The task
For the word "send", search the records and show each line in which it occurs.

Available records
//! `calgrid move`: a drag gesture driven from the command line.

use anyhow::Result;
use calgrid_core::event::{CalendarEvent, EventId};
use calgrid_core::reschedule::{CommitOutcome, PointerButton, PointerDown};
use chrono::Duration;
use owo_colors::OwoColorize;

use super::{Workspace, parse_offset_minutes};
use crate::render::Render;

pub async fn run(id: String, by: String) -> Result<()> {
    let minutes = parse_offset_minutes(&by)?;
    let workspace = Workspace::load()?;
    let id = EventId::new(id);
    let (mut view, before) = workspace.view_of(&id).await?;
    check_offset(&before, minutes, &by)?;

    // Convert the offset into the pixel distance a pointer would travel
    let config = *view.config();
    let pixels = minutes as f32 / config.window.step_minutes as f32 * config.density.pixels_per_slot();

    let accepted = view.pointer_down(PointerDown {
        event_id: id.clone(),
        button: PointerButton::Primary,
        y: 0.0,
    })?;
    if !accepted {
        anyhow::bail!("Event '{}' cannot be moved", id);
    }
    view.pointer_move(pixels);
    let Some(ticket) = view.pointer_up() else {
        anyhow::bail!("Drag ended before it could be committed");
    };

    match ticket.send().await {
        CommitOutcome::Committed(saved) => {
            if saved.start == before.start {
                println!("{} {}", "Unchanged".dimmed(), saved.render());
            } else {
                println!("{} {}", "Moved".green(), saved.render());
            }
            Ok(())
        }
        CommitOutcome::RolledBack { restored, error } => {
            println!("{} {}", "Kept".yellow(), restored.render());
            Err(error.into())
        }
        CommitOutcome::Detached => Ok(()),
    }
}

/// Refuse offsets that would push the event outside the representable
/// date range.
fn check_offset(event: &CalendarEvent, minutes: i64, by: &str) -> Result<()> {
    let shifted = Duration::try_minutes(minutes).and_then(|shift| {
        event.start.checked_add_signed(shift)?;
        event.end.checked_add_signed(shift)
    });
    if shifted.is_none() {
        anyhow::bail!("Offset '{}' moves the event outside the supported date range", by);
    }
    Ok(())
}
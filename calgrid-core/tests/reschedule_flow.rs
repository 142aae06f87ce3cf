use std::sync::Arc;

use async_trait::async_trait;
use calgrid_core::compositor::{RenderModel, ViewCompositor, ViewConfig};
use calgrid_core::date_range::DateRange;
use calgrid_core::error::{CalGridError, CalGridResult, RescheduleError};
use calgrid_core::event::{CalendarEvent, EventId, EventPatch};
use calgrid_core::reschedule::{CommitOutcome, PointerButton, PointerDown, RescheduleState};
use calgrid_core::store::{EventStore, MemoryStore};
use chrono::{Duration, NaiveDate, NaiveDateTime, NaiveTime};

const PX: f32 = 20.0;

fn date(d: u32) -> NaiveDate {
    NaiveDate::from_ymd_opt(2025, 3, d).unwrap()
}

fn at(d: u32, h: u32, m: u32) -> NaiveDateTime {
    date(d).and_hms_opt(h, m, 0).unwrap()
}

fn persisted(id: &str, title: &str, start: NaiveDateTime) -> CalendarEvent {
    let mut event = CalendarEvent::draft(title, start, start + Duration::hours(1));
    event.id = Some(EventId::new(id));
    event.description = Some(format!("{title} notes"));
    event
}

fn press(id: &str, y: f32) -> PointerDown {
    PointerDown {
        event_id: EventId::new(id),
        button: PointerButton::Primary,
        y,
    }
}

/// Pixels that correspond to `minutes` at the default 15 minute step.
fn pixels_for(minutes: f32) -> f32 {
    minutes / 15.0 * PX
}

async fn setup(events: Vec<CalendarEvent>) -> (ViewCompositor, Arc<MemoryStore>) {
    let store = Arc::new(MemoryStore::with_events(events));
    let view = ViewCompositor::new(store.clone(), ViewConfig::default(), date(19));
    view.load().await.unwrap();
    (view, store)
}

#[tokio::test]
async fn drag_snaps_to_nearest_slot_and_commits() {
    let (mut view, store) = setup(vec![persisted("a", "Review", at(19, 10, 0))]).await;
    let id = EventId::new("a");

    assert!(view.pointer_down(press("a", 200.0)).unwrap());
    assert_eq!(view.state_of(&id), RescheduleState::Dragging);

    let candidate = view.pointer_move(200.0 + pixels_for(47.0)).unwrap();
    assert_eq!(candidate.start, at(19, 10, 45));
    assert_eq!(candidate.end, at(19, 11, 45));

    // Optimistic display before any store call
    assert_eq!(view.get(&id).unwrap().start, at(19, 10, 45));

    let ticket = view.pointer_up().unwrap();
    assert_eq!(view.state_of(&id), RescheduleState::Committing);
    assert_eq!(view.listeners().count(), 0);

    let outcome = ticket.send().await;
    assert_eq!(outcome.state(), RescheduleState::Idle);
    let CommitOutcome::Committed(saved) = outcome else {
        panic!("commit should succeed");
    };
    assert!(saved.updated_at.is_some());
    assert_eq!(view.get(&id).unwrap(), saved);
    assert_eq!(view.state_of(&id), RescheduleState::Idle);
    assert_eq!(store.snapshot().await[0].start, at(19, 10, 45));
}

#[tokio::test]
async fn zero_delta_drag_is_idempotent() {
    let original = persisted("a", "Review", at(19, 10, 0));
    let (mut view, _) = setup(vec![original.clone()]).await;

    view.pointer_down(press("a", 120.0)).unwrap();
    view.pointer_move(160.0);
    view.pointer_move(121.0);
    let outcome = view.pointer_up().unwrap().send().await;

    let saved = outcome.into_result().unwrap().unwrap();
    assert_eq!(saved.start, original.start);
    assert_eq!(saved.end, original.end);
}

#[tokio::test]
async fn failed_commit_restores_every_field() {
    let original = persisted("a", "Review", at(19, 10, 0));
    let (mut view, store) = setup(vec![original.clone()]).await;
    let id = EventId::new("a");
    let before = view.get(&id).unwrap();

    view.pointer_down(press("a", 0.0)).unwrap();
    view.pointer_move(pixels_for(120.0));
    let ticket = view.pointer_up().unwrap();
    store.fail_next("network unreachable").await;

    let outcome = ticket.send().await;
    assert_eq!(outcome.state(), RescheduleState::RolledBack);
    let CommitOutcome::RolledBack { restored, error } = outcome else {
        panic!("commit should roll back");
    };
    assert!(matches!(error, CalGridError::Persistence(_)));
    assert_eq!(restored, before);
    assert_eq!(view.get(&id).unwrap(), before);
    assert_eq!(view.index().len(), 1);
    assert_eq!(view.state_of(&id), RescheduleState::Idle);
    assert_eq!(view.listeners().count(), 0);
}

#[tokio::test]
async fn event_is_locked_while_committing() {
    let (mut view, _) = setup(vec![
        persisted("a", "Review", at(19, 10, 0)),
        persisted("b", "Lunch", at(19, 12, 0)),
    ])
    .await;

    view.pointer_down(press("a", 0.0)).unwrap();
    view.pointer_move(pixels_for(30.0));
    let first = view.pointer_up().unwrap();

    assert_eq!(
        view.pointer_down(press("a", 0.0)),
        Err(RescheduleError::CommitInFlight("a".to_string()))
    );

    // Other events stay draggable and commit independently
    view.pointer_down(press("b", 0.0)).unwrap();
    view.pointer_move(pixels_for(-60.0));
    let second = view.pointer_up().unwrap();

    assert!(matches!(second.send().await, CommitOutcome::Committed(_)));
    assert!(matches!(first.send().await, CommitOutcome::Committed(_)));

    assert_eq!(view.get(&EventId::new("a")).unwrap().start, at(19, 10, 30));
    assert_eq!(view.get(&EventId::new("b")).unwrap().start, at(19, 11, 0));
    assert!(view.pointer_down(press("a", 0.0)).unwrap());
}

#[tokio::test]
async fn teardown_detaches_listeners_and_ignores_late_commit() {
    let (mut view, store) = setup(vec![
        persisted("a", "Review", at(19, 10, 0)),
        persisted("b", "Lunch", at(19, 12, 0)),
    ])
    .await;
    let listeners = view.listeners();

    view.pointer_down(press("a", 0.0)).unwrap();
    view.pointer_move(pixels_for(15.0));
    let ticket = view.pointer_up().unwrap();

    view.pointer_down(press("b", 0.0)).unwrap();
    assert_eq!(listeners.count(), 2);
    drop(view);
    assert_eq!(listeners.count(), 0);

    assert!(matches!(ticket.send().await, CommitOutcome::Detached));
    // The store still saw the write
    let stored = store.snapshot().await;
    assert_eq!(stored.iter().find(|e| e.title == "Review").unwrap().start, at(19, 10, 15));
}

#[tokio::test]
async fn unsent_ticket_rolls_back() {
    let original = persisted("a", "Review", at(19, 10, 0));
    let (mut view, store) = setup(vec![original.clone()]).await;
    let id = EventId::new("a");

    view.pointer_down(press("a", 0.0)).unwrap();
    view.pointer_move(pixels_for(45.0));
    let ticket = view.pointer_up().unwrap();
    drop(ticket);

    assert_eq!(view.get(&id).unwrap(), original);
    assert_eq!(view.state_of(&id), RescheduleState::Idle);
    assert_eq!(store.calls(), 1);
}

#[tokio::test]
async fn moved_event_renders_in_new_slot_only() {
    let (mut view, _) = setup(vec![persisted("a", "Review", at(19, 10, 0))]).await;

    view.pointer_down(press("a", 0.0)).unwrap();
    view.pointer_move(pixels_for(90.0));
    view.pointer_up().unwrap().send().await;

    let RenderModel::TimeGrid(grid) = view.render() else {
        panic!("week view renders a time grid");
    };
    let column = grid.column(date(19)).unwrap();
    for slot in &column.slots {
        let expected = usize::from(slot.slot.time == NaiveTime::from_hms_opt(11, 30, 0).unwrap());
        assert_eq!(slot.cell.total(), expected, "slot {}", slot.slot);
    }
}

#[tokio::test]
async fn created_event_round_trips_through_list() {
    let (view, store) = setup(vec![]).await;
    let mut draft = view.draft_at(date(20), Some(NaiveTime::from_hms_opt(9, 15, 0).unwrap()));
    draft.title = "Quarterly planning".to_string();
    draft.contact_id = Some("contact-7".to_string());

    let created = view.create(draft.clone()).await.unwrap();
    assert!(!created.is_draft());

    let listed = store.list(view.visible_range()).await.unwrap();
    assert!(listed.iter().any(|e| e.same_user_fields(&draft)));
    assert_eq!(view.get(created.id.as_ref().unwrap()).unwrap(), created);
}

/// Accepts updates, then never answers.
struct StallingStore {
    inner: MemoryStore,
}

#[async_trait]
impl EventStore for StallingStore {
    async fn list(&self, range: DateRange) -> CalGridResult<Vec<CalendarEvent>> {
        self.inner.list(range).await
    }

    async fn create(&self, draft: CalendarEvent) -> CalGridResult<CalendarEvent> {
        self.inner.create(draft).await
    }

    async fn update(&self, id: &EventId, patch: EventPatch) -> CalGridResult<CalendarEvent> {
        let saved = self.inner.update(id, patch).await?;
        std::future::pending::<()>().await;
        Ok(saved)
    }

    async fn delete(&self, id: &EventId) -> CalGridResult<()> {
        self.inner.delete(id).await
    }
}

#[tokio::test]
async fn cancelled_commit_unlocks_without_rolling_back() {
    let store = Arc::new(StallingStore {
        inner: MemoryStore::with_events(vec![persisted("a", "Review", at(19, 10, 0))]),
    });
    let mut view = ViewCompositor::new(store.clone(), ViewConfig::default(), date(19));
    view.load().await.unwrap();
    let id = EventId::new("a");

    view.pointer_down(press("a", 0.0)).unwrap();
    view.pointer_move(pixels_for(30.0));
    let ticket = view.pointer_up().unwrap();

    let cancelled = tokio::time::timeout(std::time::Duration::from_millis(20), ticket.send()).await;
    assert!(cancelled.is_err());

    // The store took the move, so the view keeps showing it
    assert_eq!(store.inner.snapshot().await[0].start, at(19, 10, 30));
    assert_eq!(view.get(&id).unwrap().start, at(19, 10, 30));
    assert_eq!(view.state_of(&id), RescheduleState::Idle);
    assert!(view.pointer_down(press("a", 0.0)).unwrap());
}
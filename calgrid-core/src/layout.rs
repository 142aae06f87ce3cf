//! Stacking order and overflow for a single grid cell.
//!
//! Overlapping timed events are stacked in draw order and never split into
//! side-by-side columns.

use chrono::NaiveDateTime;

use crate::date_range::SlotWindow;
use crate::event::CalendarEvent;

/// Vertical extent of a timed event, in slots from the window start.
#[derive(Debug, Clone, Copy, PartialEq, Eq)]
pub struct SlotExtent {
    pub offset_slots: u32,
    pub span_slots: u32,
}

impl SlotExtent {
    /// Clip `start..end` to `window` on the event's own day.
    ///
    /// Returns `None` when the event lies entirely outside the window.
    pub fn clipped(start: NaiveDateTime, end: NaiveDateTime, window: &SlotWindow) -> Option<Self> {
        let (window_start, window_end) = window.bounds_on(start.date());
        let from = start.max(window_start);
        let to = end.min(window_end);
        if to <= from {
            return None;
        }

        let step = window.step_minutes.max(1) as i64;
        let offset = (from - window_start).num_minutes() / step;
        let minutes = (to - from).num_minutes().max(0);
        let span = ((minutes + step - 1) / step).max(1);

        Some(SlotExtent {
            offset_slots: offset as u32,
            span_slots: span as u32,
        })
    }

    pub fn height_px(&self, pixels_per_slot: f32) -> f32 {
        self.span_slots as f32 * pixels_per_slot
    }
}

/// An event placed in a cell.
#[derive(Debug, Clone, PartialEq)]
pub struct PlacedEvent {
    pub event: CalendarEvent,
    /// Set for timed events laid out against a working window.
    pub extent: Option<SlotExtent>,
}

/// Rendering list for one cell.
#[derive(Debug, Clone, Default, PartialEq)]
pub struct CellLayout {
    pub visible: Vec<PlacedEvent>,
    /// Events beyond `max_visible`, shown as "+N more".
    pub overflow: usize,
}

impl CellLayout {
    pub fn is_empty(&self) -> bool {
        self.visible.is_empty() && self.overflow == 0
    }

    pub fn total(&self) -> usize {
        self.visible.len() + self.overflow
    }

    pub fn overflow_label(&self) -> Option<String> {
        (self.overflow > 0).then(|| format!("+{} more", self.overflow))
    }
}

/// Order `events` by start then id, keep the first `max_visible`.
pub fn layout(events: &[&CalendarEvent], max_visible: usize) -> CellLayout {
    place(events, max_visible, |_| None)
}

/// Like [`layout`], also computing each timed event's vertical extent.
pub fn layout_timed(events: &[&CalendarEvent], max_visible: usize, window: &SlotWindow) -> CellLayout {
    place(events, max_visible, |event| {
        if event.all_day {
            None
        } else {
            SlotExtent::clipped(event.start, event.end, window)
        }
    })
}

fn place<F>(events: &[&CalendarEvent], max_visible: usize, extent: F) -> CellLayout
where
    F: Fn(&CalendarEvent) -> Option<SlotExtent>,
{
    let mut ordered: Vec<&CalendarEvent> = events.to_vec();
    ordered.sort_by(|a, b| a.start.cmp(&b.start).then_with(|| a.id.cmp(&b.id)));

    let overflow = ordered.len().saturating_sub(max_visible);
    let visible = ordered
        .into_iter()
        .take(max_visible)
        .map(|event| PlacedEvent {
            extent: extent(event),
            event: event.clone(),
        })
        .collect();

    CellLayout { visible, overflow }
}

Solution below
    match ticket.send().await {
    let outcome = ticket.send().await;
    let outcome = view.pointer_up().unwrap().send().await;
    let outcome = ticket.send().await;
    assert!(matches!(second.send().await, CommitOutcome::Committed(_)));
    assert!(matches!(first.send().await, CommitOutcome::Committed(_)));
    assert!(matches!(ticket.send().await, CommitOutcome::Detached));
    view.pointer_up().unwrap().send().await;
    let cancelled = tokio::time::timeout(std::time::Duration::from_millis(20), ticket.send()).await;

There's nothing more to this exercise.